Sin embargo, el destino tenía un sentido del humor cruel. O quizás, simplemente, se llamaba Ginny Weasley.
«Es solo una cena, Hermione. Por los viejos tiempos, hazlo por mí», le había insistido Ginny, ignorando el hecho de que no había salido con nadie desde la caída del mundo mágico.
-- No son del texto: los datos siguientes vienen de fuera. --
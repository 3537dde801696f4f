//! Configuration module for a11yscan
//!
//! This module handles:
//! - The TOML config file
//! - Environment overrides and dotenv credential files
//! - Building capture tiers and the pipeline from settings

mod settings;

pub use settings::{
    load_dotenv, CaptureSettings, ClassifierSettings, OutputSettings, Settings, DOTENV_FILES,
};
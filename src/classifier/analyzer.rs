//! Screenshot analysis with retry and soft degradation
//!
//! Analysis never fails a run that already has a screenshot: a missing
//! credential, an unreadable file, repeated API errors or an unparseable
//! reply all degrade to "zero issues detected" with an assessment string
//! explaining why.

use crate::classifier::client::{ClassifierConfig, ImagePayload, VisionClient, VisionModel};
use crate::classifier::extract::extract_json;
use crate::classifier::prompts::AnalysisPrompt;
use crate::classifier::ClassifierResult;
use crate::models::{Issue, RawIssue};
use crate::retry::RetryPolicy;
use crate::steplog::{Step, StepRecorder};
use serde_json::Value;
use std::path::Path;
use std::sync::Arc;
use tracing::{debug, info, warn};

const STEP_ACTION: &str = "classifier_analysis";

/// Result of analyzing one screenshot
#[derive(Debug, Clone)]
pub struct AnalysisOutcome {
    pub issues: Vec<Issue>,
    pub grounding_sources: Vec<String>,
    pub assessment: String,
    pub model: String,
    /// True when the issues list is empty because analysis failed
    pub degraded: bool,
}

impl AnalysisOutcome {
    fn degraded(model: impl Into<String>, assessment: impl Into<String>) -> Self {
        Self {
            issues: Vec::new(),
            grounding_sources: Vec::new(),
            assessment: assessment.into(),
            model: model.into(),
            degraded: true,
        }
    }
}

/// Issues and metadata parsed from a model reply
#[derive(Debug, Clone, Default)]
pub struct ParsedAnalysis {
    pub issues: Vec<Issue>,
    pub grounding_sources: Vec<String>,
    pub assessment: String,
    /// Entries in the issues array that couldn't be read as issues
    pub skipped: usize,
}

/// Parse an extracted JSON value.
///
/// Accepts the requested object shape or a bare issues array.
pub fn parse_analysis(value: Value) -> ParsedAnalysis {
    let (raw_issues, grounding_sources, assessment) = match value {
        Value::Array(items) => (items, Vec::new(), String::new()),
        Value::Object(mut obj) => {
            let items = match obj.remove("issues") {
                Some(Value::Array(items)) => items,
                _ => Vec::new(),
            };
            let sources = match obj.remove("grounding_sources") {
                Some(Value::Array(sources)) => sources
                    .into_iter()
                    .filter_map(|s| match s {
                        Value::String(s) => Some(s),
                        Value::Object(o) => o
                            .get("url")
                            .or_else(|| o.get("title"))
                            .and_then(|v| v.as_str())
                            .map(str::to_string),
                        _ => None,
                    })
                    .collect(),
                _ => Vec::new(),
            };
            let assessment = obj
                .get("overall_assessment")
                .and_then(|v| v.as_str())
                .unwrap_or_default()
                .to_string();
            (items, sources, assessment)
        }
        _ => (Vec::new(), Vec::new(), String::new()),
    };

    let mut parsed = ParsedAnalysis {
        grounding_sources,
        assessment,
        ..Default::default()
    };
    for item in raw_issues {
        match serde_json::from_value::<RawIssue>(item) {
            Ok(raw) => parsed.issues.push(Issue::from_raw(raw)),
            Err(e) => {
                debug!("Skipping malformed issue entry: {}", e);
                parsed.skipped += 1;
            }
        }
    }
    parsed
}

enum ModelSource {
    /// Built on first use from config + environment
    Lazy(ClassifierConfig),
    Ready(Box<dyn VisionModel>),
}

/// Screenshot analyzer
pub struct Analyzer {
    source: ModelSource,
    prompt: AnalysisPrompt,
    retry: RetryPolicy,
    log: Arc<dyn StepRecorder>,
}

impl Analyzer {
    /// Credentials are not read until [`Analyzer::analyze`] needs them
    pub fn from_config(config: ClassifierConfig, log: Arc<dyn StepRecorder>) -> Self {
        Self {
            prompt: AnalysisPrompt::new(config.extended_analysis, config.web_grounding),
            retry: RetryPolicy::new(config.max_attempts, config.backoff_base),
            source: ModelSource::Lazy(config),
            log,
        }
    }

    /// Use an already-built model
    pub fn with_model(
        model: Box<dyn VisionModel>,
        prompt: AnalysisPrompt,
        retry: RetryPolicy,
        log: Arc<dyn StepRecorder>,
    ) -> Self {
        Self {
            source: ModelSource::Ready(model),
            prompt,
            retry,
            log,
        }
    }

    /// Model id as configured, without connecting
    pub fn model_id(&self) -> String {
        match &self.source {
            ModelSource::Lazy(config) => config.model().to_string(),
            ModelSource::Ready(model) => model.model_id().to_string(),
        }
    }

    fn connect(&self) -> ClassifierResult<Option<Box<dyn VisionModel>>> {
        match &self.source {
            ModelSource::Lazy(config) => {
                let client = VisionClient::from_env_with_config(config.clone())?;
                Ok(Some(Box::new(client)))
            }
            ModelSource::Ready(_) => Ok(None),
        }
    }

    /// Analyze the screenshot at `path`. Never fails; see module docs.
    pub fn analyze(&self, path: &Path) -> AnalysisOutcome {
        let model_id = self.model_id();

        let bytes = match std::fs::read(path) {
            Ok(bytes) if !bytes.is_empty() => bytes,
            Ok(_) => return self.give_up(&model_id, "unreadable_screenshot", "Screenshot file is empty".to_string()),
            Err(e) => {
                return self.give_up(
                    &model_id,
                    "unreadable_screenshot",
                    format!("Could not read screenshot {}: {}", path.display(), e),
                )
            }
        };
        let image = ImagePayload::new(bytes);

        let connected = match self.connect() {
            Ok(connected) => connected,
            Err(e) => return self.give_up(&model_id, "not_configured", e.to_string()),
        };
        let model: &dyn VisionModel = match (&connected, &self.source) {
            (Some(model), _) => model.as_ref(),
            (None, ModelSource::Ready(model)) => model.as_ref(),
            (None, ModelSource::Lazy(_)) => {
                return self.give_up(&model_id, "not_configured", "Classifier unavailable".to_string())
            }
        };

        let prompt = self.prompt.render();

        for attempt_index in 0..self.retry.max_attempts {
            let attempt = attempt_index + 1;
            info!("Calling {} (attempt {})", model_id, attempt);

            match model.describe(&prompt, &image) {
                Ok(text) => return self.interpret(&model_id, attempt, &text),
                Err(e) => {
                    warn!("Classifier attempt {} failed: {}", attempt, e);
                    self.log.record(
                        Step::new(STEP_ACTION, "error")
                            .with("attempt", attempt)
                            .with("error", e.to_string()),
                    );
                    self.retry.backoff(attempt_index);
                }
            }
        }

        AnalysisOutcome::degraded(
            model_id,
            format!(
                "Analysis unavailable: classifier failed after {} attempts",
                self.retry.max_attempts
            ),
        )
    }

    fn interpret(&self, model_id: &str, attempt: u32, text: &str) -> AnalysisOutcome {
        let value = match extract_json(text) {
            Ok(value) => value,
            Err(e) => {
                let raw: String = text.chars().take(200).collect();
                self.log.record(
                    Step::new(STEP_ACTION, "no_json_found")
                        .with("attempt", attempt)
                        .with("error", e.to_string())
                        .with("raw", raw),
                );
                return AnalysisOutcome::degraded(
                    model_id,
                    format!("Analysis unavailable: {}", e),
                );
            }
        };

        let parsed = parse_analysis(value);
        if parsed.skipped > 0 {
            warn!("Skipped {} malformed issue entries", parsed.skipped);
        }
        self.log.record(
            Step::new(STEP_ACTION, "success")
                .with("attempt", attempt)
                .with("issue_count", parsed.issues.len())
                .with("skipped", parsed.skipped),
        );

        AnalysisOutcome {
            issues: parsed.issues,
            grounding_sources: parsed.grounding_sources,
            assessment: parsed.assessment,
            model: model_id.to_string(),
            degraded: false,
        }
    }

    fn give_up(&self, model_id: &str, status: &str, reason: String) -> AnalysisOutcome {
        warn!("Skipping analysis: {}", reason);
        self.log
            .record(Step::new(STEP_ACTION, status).with("error", reason.clone()));
        AnalysisOutcome::degraded(model_id, reason)
    }
}
//! `score` command - offline scoring of an issues file

use anyhow::{Context, Result};
use std::path::Path;

use crate::classifier::parse_analysis;
use crate::reporters::render_block;
use crate::scoring;

pub fn run(path: &Path) -> Result<()> {
    let content = std::fs::read_to_string(path)
        .with_context(|| format!("Failed to read issues file {}", path.display()))?;
    let value: serde_json::Value = serde_json::from_str(&content)
        .with_context(|| format!("Failed to parse issues file {}", path.display()))?;

    let parsed = parse_analysis(value);
    if parsed.skipped > 0 {
        tracing::warn!("Skipped {} malformed issue entries", parsed.skipped);
    }

    let summary = scoring::score(&parsed.issues);
    println!("{}", render_block(&summary)?);
    Ok(())
}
Cuando Hermione entró en el restaurante, arreglada con la sobriedad que le otorgaba su posición, sus ojos buscaron a su cita a ciegas. Pero el aire se le quedó atrapado en la garganta al ver quién estaba sentado a la mesa. No era un extraño, ni un soltero elegible de su nueva vida. Era la encarnación de todo lo que había intentado olvidar: Draco Malfoy. Con su traje impecable y esa expresión de superioridad que parecía haber sobrevivido incluso a la derrota, el rubio levantó la vista, y en sus ojos grises no había confusión, sino una chispa peligrosa de reconocimiento que heló la sangre de Hermione.
-Granger -dijo él, con una voz que era como terciopelo y veneno-. Debí suponer que encontraría el modo de ocultarte entre los no-mágicos.